The meaning of the phrase "image and likeness of God" has been much debated. The great medieval Jewish scholar Rashi believed it referred to "a sort of conceptual archetype, model, or blueprint that God had previously made for man." Maimonides pointed out that only man has free will.[12]
Genesis 1:26-27 states "God created man (lit. adam) in his own image; in the image of God he created him; male and female he created them". Modern scholarship is divided over whether these verses teach that the image of God was represented symmetrically in Adam and Eve, or whether the first two parts of the verse indicate that Adam possessed the image more fully than the woman, reflecting the bias of an ancient patriarchalist culture.
The text does not name its author, and a variety of theories have arisen regarding its authorship.
According to Jewish tradition the first 5 books of the Bible, known collectively as the Torah or Pentateuch, were written by Moses. This tradition was adopted by the earliest Christians. For example, John the Evangelist presents Jesus as having accepted Mosaic authorship (John 5:46-47). The modern scholarly view is that the Torah was written by a number of authors at various times between the 9th and 5th centuries BC; the Creation story in Genesis is usually seen as composed of two, originally separate, accounts, both based on Mesopotamian mythology, and combined during the Babylonian exile as an answer to those myths.
Modern textual critics posit that the first two chapters of Genesis are a composite of two different literary strands: the "Yahwist" (9th century BC), and the "Priestly" (7th century BC); and that the strands were compiled by an unknown redactor (but often suspected to be Ezra). One such scholar wrote, "The book of Genesis, like the other books of the Hexateuch, was not the production of one author. A definite plan may be traced in the book, but the structure of the work forbids us to consider it as the production of one writer" (Spurell xv).
The postulated sources are:
- Genesis 1:1—2:3, which exclusively uses the word Elohim to describe God, is ascribed to the Priestly source, who uses only Elohim until the revelation of the Divine name YHWH (Yahweh) to Moses (Exodus 6:3).
- Genesis 2:4—24, which uses the words Yahweh Elohim to describe God, is ascribed to the Yahwist, who uses Yahweh exclusively. The combined form Yahweh Elohim, which appears only in Genesis 2 and Genesis 3, is thought to be the work of a later editor (known as R, for Redactor), who combined P, J and other texts into a single text, the five-book Torah, in the post-Exilic period.
The documentary hypothesis, or DH, proposes that the five books of the Pentateuch (Genesis, Exodus, Leviticus, Numbers and Deuteronomy) were composed from four originally independent documentary sources, known as the Yahwist, the Elohist, the Deuteronomist, and the Priestly source. The form of the hypothesis advanced by Julius Wellhausen in the late 19th century is no longer so dominant as prior to the 1970s, but the terminology and much of the framework still forms the basis of views on Pentateuchal origins.
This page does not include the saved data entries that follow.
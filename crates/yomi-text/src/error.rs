use thiserror::Error;

#[derive(Debug, Error)]
pub enum TextError {
    #[error("dictionary parse failed: {0}")]
    Parse(String),

    #[error("dictionary key {0:?} must be 1 to {max} characters", max = crate::reading::MAX_TOKEN_CHARS)]
    InvalidKey(String),

    #[error("reading {reading:?} for {key:?} is not kana")]
    InvalidReading { key: String, reading: String },

    #[error("IO error: {0}")]
    Io(#[from] std::io::Error),
}
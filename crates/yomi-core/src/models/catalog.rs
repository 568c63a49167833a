use std::path::PathBuf;

use serde::{Deserialize, Serialize};

#[derive(Debug, Clone, Default, PartialEq, Eq, Serialize, Deserialize)]
pub struct Artist {
    pub id: i64,
    pub name: Option<String>,
    /// User or tag supplied sort override.
    pub sort: Option<String>,
    /// Derived katakana reading, filled by the resolver.
    pub reading: Option<String>,
    pub album_count: u32,
}

impl Artist {
    pub fn new(id: i64, name: impl Into<String>) -> Self {
        Self {
            id,
            name: Some(name.into()),
            ..Self::default()
        }
    }
}

#[derive(Debug, Clone, Default, PartialEq, Eq, Serialize, Deserialize)]
pub struct Album {
    pub id: i64,
    pub name: Option<String>,
    pub artist: Option<String>,
    pub sort: Option<String>,
    pub reading: Option<String>,
    /// Release year from tags.
    pub year: Option<i32>,
    pub song_count: u32,
    /// Directory the album was scanned from.
    pub path: Option<PathBuf>,
}

impl Album {
    pub fn new(id: i64, name: impl Into<String>) -> Self {
        Self {
            id,
            name: Some(name.into()),
            ..Self::default()
        }
    }

    pub fn with_year(mut self, year: i32) -> Self {
        self.year = Some(year);
        self
    }
}

/// What a [`MediaFile`] row stands for in the directory tree.
#[derive(Debug, Clone, Copy, Default, PartialEq, Eq, Hash, Serialize, Deserialize)]
#[serde(rename_all = "snake_case")]
pub enum MediaFileKind {
    Directory,
    Album,
    #[default]
    Music,
    Video,
}

impl MediaFileKind {
    /// Directories and album folders list before playable files.
    pub fn is_container(self) -> bool {
        matches!(self, Self::Directory | Self::Album)
    }
}

/// A file or folder in the scanned music tree.
#[derive(Debug, Clone, Default, PartialEq, Eq, Serialize, Deserialize)]
pub struct MediaFile {
    pub id: i64,
    pub path: PathBuf,
    pub kind: MediaFileKind,
    /// Tag title; the file name stands in when absent.
    pub title: Option<String>,
    pub sort: Option<String>,
    pub reading: Option<String>,
    pub artist: Option<String>,
    pub year: Option<i32>,
    pub disc_number: Option<u32>,
    pub track_number: Option<u32>,
}

impl MediaFile {
    pub fn track(id: i64, path: impl Into<PathBuf>, title: impl Into<String>) -> Self {
        Self {
            id,
            path: path.into(),
            kind: MediaFileKind::Music,
            title: Some(title.into()),
            ..Self::default()
        }
    }

    pub fn directory(id: i64, path: impl Into<PathBuf>) -> Self {
        Self {
            id,
            path: path.into(),
            kind: MediaFileKind::Directory,
            ..Self::default()
        }
    }

    pub fn with_position(mut self, disc: Option<u32>, track: Option<u32>) -> Self {
        self.disc_number = disc;
        self.track_number = track;
        self
    }

    /// Last path component, if it is valid UTF-8.
    pub fn file_name(&self) -> Option<&str> {
        self.path.file_name().and_then(|n| n.to_str())
    }
}

#[derive(Debug, Clone, Default, PartialEq, Eq, Serialize, Deserialize)]
pub struct Playlist {
    pub id: i64,
    pub name: Option<String>,
    pub sort: Option<String>,
    pub reading: Option<String>,
}

impl Playlist {
    pub fn new(id: i64, name: impl Into<String>) -> Self {
        Self {
            id,
            name: Some(name.into()),
            ..Self::default()
        }
    }
}

#[derive(Debug, Clone, Default, PartialEq, Eq, Serialize, Deserialize)]
pub struct Genre {
    pub name: Option<String>,
    pub sort: Option<String>,
    pub reading: Option<String>,
    pub song_count: u32,
    pub album_count: u32,
}

impl Genre {
    pub fn new(name: impl Into<String>, album_count: u32, song_count: u32) -> Self {
        Self {
            name: Some(name.into()),
            album_count,
            song_count,
            ..Self::default()
        }
    }
}

#[cfg(test)]
mod tests {
    use super::*;

    #[test]
    fn test_media_file_name_falls_back_to_path() {
        let dir = MediaFile::directory(1, "/music/Disc 1");
        assert_eq!(dir.file_name(), Some("Disc 1"));
        assert!(dir.kind.is_container());
        assert!(!MediaFileKind::Music.is_container());
    }

    #[test]
    fn test_kind_serializes_snake_case() {
        let json = serde_json::to_string(&MediaFileKind::Directory).unwrap();
        assert_eq!(json, "\"directory\"");
    }
}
According to the DH the Pentateuch was created in the 5th century BC by an editor (Wellhausen suggested that this editor could be identified with Ezra, and this view is still widely supported) working with four independent documents. These documents, as reconstructed by source criticism, are known by scholars as the Yahwist, the Elohist, the Deuteronomist, and the Priestly source, and were composed at various times during the 1st millennium BC. John Van Seters has drawn attention to the relationship of the Pentateuch to the so-called Deuteronomic history (the books from Joshua to the Kings), the whole forming a single history of Israel from the first creation of the world to the Babylonian exile, the last event recorded in the Book of Kings. Drawing attention to the close structural parallels between the Pentateuch and the work of the 5th-century BC Greek historian Herodotus, as well as the somewhat later Near Eastern historians Berossus and Manetho, Van Seters has suggested that the Pentateuch as a whole therefore post-dates the 6th-century BC Deuteronomic history, and was written as a prelude to it.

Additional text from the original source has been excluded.